October 4, 2007
Wolfe Lecture (4:00 p.m. HB 227)
VOLATILITY STABILIZATION, DIVERSITY AND ARBITRAGE IN STOCHASTIC FINANCE
In this talk we start with an overview of the modern theory of portfolios, based on Stochastic Analysis. We introduce the notion of relative arbitrage and provide simple, easy-to-test criteria for the existence of such arbitrage in equity markets. These criteria postulate essentially that the excess growth rate of the market portfolio, a positive quantity that can be estimated or even computed from a given market structure, be "sufficiently large". We show that conditions which satisfy these criteria are manifestly present in the US equity market, and construct explicit portfolios under these conditions. One such condition, market diversity, emerges when the volatility structure is bounded.
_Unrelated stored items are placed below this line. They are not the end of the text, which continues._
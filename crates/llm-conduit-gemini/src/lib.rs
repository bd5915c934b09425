//! Google Gemini provider for `llm-conduit`.
//!
//! Implements [`Provider`](llm_conduit::Provider) for `generateContent` and
//! the [`StreamDecoder`](llm_conduit::StreamDecoder) for
//! `streamGenerateContent?alt=sse`. Candidates map to choices by index,
//! thought parts to reasoning, and citation sources to annotations.
//! Function calls arrive whole and get `call_{name}_{n}` ids when the API
//! sends none.
//!
//! # Quick start
//!
//! ```rust,no_run
//! use futures::StreamExt;
//! use llm_conduit::{ChatParams, Message, Provider, StreamEvent};
//! use llm_conduit_gemini::{GeminiConfig, GeminiProvider};
//!
//! # async fn example() -> Result<(), llm_conduit::LlmError> {
//! let provider = GeminiProvider::new(GeminiConfig {
//!     api_key: std::env::var("GEMINI_API_KEY").unwrap(),
//!     ..Default::default()
//! });
//!
//! let params = ChatParams {
//!     messages: vec![Message::user("Name three rivers.")],
//!     ..Default::default()
//! };
//! let mut stream = provider.stream(&params).await?;
//! while let Some(event) = stream.next().await {
//!     if let StreamEvent::TextDelta { text, .. } = event? {
//!         print!("{text}");
//!     }
//! }
//! # Ok(())
//! # }
//! ```

mod config;
mod convert;
mod factory;
mod provider;
mod stream;
mod types;

pub use config::GeminiConfig;
pub use factory::{GeminiFactory, register_global};
pub use provider::GeminiProvider;
pub use stream::GeminiDecoder;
We then construct examples of abstract markets in which the criteria hold. We study in some detail a specific example of a non-diverse abstract market which is volatility-stabilized, in that the return from the market portfolio has constant drift and variance rates, while the smallest stocks are assigned the largest volatilities and individual stocks fluctuate widely. An interesting probabilistic structure emerges in which time changes, Bessel processes, and the asymptotic theory for planar Brownian motion, play crucial roles. Several open questions are raised for further study. (Joint work with E. Robert Fernholz.)